The Bride is the fourth studio album by English singer-songwriter Natasha Khan, professionally known as Bat for Lashes. It was released on 1 July 2016 by Parlophone. The album was produced by Khan, with co-production from Ben Christophers, Simone Felice, David Baron, Dan Carey, Jacknife Lee and Matt "Aqualung" Hales. The Bride was preceded by the digital promotional single "I Do", followed by the singles "In God's House", "Sunday Love", "Joe's Dream", and the double A-side release of "If I Knew" and "In Your Bed".

Background
While promoting her side project Sexwitch, which she formed with Dan Carey and the indie rock band Toy, Khan stated that she was working on a new album. She stated that it was linked to a short film she had made about a woman going through a tragedy on her wedding day and that the album would be hopefully released in spring of 2016. In February 2016, Khan started posting preview photos from her collaboration with photographer Neil Krug. On 19 February 2016, she released a promotional single titled "I Do" with cryptic artwork stating "Save the Date, 1st July 2016". The lead single from the album, "In God's House", debuted on Annie Mac's BBC Radio 1 show on 10 March, and was released digitally the following day.
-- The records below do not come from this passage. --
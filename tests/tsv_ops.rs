mod common;

use biotsv::prelude::*;
use common::{
    read_text,
    temp_input,
    temp_output,
};
use rstest::rstest;

#[test]
fn copy_takes_reader_columns() -> anyhow::Result<()> {
    let input = temp_input("A\tB\n1\t2\n3\t4\n", ".txt")?;
    let output = temp_output(".csv")?;

    let written = tsv_copy(
        input.path(),
        output.path(),
        &ReaderOptions::default().with_ftype("head"),
        &WriterOptions::default().with_delimit(","),
        &HeadOptions::default(),
    )?;
    assert_eq!(written, 2);
    assert_eq!(read_text(output.path())?, "A,B\n1,2\n3,4\n");
    Ok(())
}

#[rstest]
#[case::lower("reader")]
#[case::upper("READER")]
fn reader_format_keeps_cnames_after_input_columns(#[case] tag: &str) -> anyhow::Result<()> {
    let input = temp_input("A\n1\n", ".txt")?;
    let output = temp_output(".txt")?;

    tsv_ops(
        input.path(),
        output.path(),
        &ReaderOptions::default().with_ftype("head"),
        &WriterOptions::default()
            .with_ftype(tag)
            .with_cnames(["DOUBLE"]),
        &HeadOptions::default().with_prefix("#"),
        |row| {
            let mut record = match row.into_record() {
                Some(record) => record,
                None => return Ok(None),
            };
            let doubled = record
                .get_str("A")
                .unwrap_or_default()
                .repeat(2);
            record.set("DOUBLE", doubled);
            Ok(Some(Row::Record(record)))
        },
    )?;
    assert_eq!(read_text(output.path())?, "#A\tDOUBLE\n1\t11\n");
    Ok(())
}

#[test]
fn ops_can_drop_rows() -> anyhow::Result<()> {
    let input = temp_input("chr1\t1\t2\nchr2\t3\t4\nchr1\t5\t6\n", ".bed.gz")?;
    let output = temp_output(".bed")?;

    let written = tsv_ops(
        input.path(),
        output.path(),
        &ReaderOptions::default().with_ftype("bed"),
        &WriterOptions::default().with_ftype("bed"),
        &HeadOptions::default().with_head(false),
        |row| {
            let keep = row
                .as_record()
                .and_then(|r| r.get_str("CHR"))
                == Some("chr1");
            Ok(keep.then_some(row))
        },
    )?;
    assert_eq!(written, 2);
    assert_eq!(
        read_text(output.path())?,
        "chr1\t1\t2\tBED1\t0.0\t+\nchr1\t5\t6\tBED3\t0.0\t+\n"
    );
    Ok(())
}

#[test]
fn explicit_columns_select_fields() -> anyhow::Result<()> {
    let input = temp_input("A\tB\tC\n1\t2\t3\n", ".txt")?;
    let output = temp_output(".txt")?;

    tsv_copy(
        input.path(),
        output.path(),
        &ReaderOptions::default().with_ftype("head"),
        &WriterOptions::default().with_cnames(["C", "A"]),
        &HeadOptions::default().with_head(false),
    )?;
    assert_eq!(read_text(output.path())?, "3\t1\n");
    Ok(())
}

#[test]
fn schema_less_input_gets_placeholders() -> anyhow::Result<()> {
    let input = temp_input("x\ty\n", ".txt")?;
    let output = temp_output(".txt")?;

    tsv_copy(
        input.path(),
        output.path(),
        &ReaderOptions::default(),
        &WriterOptions::default(),
        &HeadOptions::default(),
    )?;
    assert_eq!(read_text(output.path())?, "COL1\tCOL2\nx\ty\n");
    Ok(())
}

#[test]
fn unknown_output_format_fails() -> anyhow::Result<()> {
    let input = temp_input("x\n", ".txt")?;
    let output = temp_output(".txt")?;
    let err = tsv_copy(
        input.path(),
        output.path(),
        &ReaderOptions::default(),
        &WriterOptions::default().with_ftype("bedpe"),
        &HeadOptions::default(),
    )
    .unwrap_err();
    assert!(matches!(
        err.downcast_ref::<TsvError>(),
        Some(TsvError::NoSuchWriter(_))
    ));
    Ok(())
}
Concept, release and artwork
According to The Brides press release, the work is a concept album that follows the story of a woman, whose fiancé dies in a car crash on the way to their wedding. The album follows her as she decides to go on the honeymoon alone and her emotions as she deals with the tragedy. Khan commented that "the trauma and the grief from the death of Joe, the groom, ... [is] ... more of a metaphor and it allows me to explore the concept of love in general, which requires a death of sorts."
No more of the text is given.